** EXERCISE BRIEF **
Each line of the data below that includes the string "ScrollAction" must be copied.

(Stored data entries)
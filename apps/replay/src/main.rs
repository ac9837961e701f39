use std::{
    path::PathBuf,
    sync::{
        atomic::{AtomicUsize, Ordering},
        Arc,
    },
};

use anyhow::{Context, Result};
use clap::Parser;
use client_core::{BasicMaterializer, BroadcastSink, CommandProcessor, ScrollAction, ViewEvent};
use futures::{future, Stream, StreamExt};
use shared::protocol::Command;
use tokio::{
    io::{AsyncBufReadExt, AsyncRead, BufReader},
    sync::broadcast,
    task::JoinSet,
};
use tokio_stream::wrappers::LinesStream;
use tracing::{error, info, warn};
use tracing_subscriber::EnvFilter;

mod config;

use config::load_settings;

const VIEW_EVENT_CAPACITY: usize = 256;

/// Replay a JSON-lines log of server output commands against a fresh scope tree.
#[derive(Parser, Debug)]
struct Args {
    /// Command log to replay; reads stdin when omitted.
    #[arg(long)]
    input: Option<PathBuf>,
    #[arg(long, default_value = "replay.toml")]
    config: PathBuf,
    /// Print the final scope tree as JSON on stdout.
    #[arg(long)]
    print_tree: bool,
}

#[tokio::main]
async fn main() -> Result<()> {
    let args = Args::parse();
    let settings = load_settings(&args.config)?;

    let filter = EnvFilter::try_from_default_env()
        .unwrap_or_else(|_| EnvFilter::new(&settings.log_filter));
    tracing_subscriber::fmt()
        .with_env_filter(filter)
        .with_writer(std::io::stderr)
        .init();

    let sink = Arc::new(BroadcastSink::new(VIEW_EVENT_CAPACITY));
    let animator = tokio::spawn(animate(sink.subscribe()));

    let mut processor = CommandProcessor::with_config(
        settings.processor_config(),
        Arc::new(BasicMaterializer),
        sink.clone(),
        sink.clone(),
    );

    let reader: Box<dyn AsyncRead + Unpin + Send> = match &args.input {
        Some(path) => Box::new(
            tokio::fs::File::open(path)
                .await
                .with_context(|| format!("failed to open command log '{}'", path.display()))?,
        ),
        None => Box::new(tokio::io::stdin()),
    };
    let rejected = Arc::new(AtomicUsize::new(0));
    let summary = processor
        .run(decode_lines(reader, Arc::clone(&rejected)))
        .await;

    if args.print_tree {
        println!(
            "{}",
            serde_json::to_string_pretty(&processor.store().snapshot())?
        );
    }

    // The animator stops once every sender is gone.
    drop(processor);
    drop(sink);
    animator.await.context("view event task panicked")?;

    info!(
        commands = summary.commands,
        failed_fields = summary.failed_fields,
        rejected = rejected.load(Ordering::Relaxed),
        "replay: finished"
    );
    Ok(())
}

fn decode_lines<R>(reader: R, rejected: Arc<AtomicUsize>) -> impl Stream<Item = Command> + Unpin
where
    R: AsyncRead + Unpin + Send + 'static,
{
    let lines = LinesStream::new(BufReader::new(reader).lines())
        .inspect(|line| {
            if let Err(err) = line {
                error!(%err, "replay: failed to read command log");
            }
        })
        .take_while(|line| future::ready(line.is_ok()))
        .filter_map(|line| future::ready(line.ok()))
        .enumerate()
        .filter_map(move |(index, line)| {
            let outcome = if line.trim().is_empty() {
                None
            } else {
                match Command::from_json(&line) {
                    Ok(command) => Some(command),
                    Err(err) => {
                        warn!(line = index + 1, %err, "replay: rejected command");
                        rejected.fetch_add(1, Ordering::Relaxed);
                        None
                    }
                }
            };
            future::ready(outcome)
        });
    Box::pin(lines)
}

/// Stand-in for the page: applies view events without ever holding up the
/// processor. Scrolls honour their settle delay on their own task.
async fn animate(mut events: broadcast::Receiver<ViewEvent>) {
    let mut pending = JoinSet::new();
    loop {
        match events.recv().await {
            Ok(ViewEvent::Scroll(action)) => {
                pending.spawn(scroll(action));
            }
            Ok(ViewEvent::TitleChanged(title)) => info!(%title, "page: title changed"),
            Ok(ViewEvent::FixedHeightChanged(enabled)) => {
                info!(enabled, "page: output layout switched")
            }
            Err(broadcast::error::RecvError::Lagged(skipped)) => {
                warn!(skipped, "page: view events dropped")
            }
            Err(broadcast::error::RecvError::Closed) => break,
        }
    }
    while pending.join_next().await.is_some() {}
}

async fn scroll(action: ScrollAction) {
    let request = action.request();
    if !request.delay.is_zero() {
        tokio::time::sleep(request.delay).await;
    }
    let surface = match &action {
        ScrollAction::Container(_) => "output box",
        ScrollAction::Document(_) => "document",
    };
    info!(
        surface,
        target = ?request.target,
        position = ?request.position,
        padding = request.padding,
        "page: scrolled"
    );
}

** ANSWER TO THIS EXERCISE **
use client_core::{BasicMaterializer, BroadcastSink, CommandProcessor, ScrollAction, ViewEvent};
async fn scroll(action: ScrollAction) {
        ScrollAction::Container(_) => "output box",
        ScrollAction::Document(_) => "document",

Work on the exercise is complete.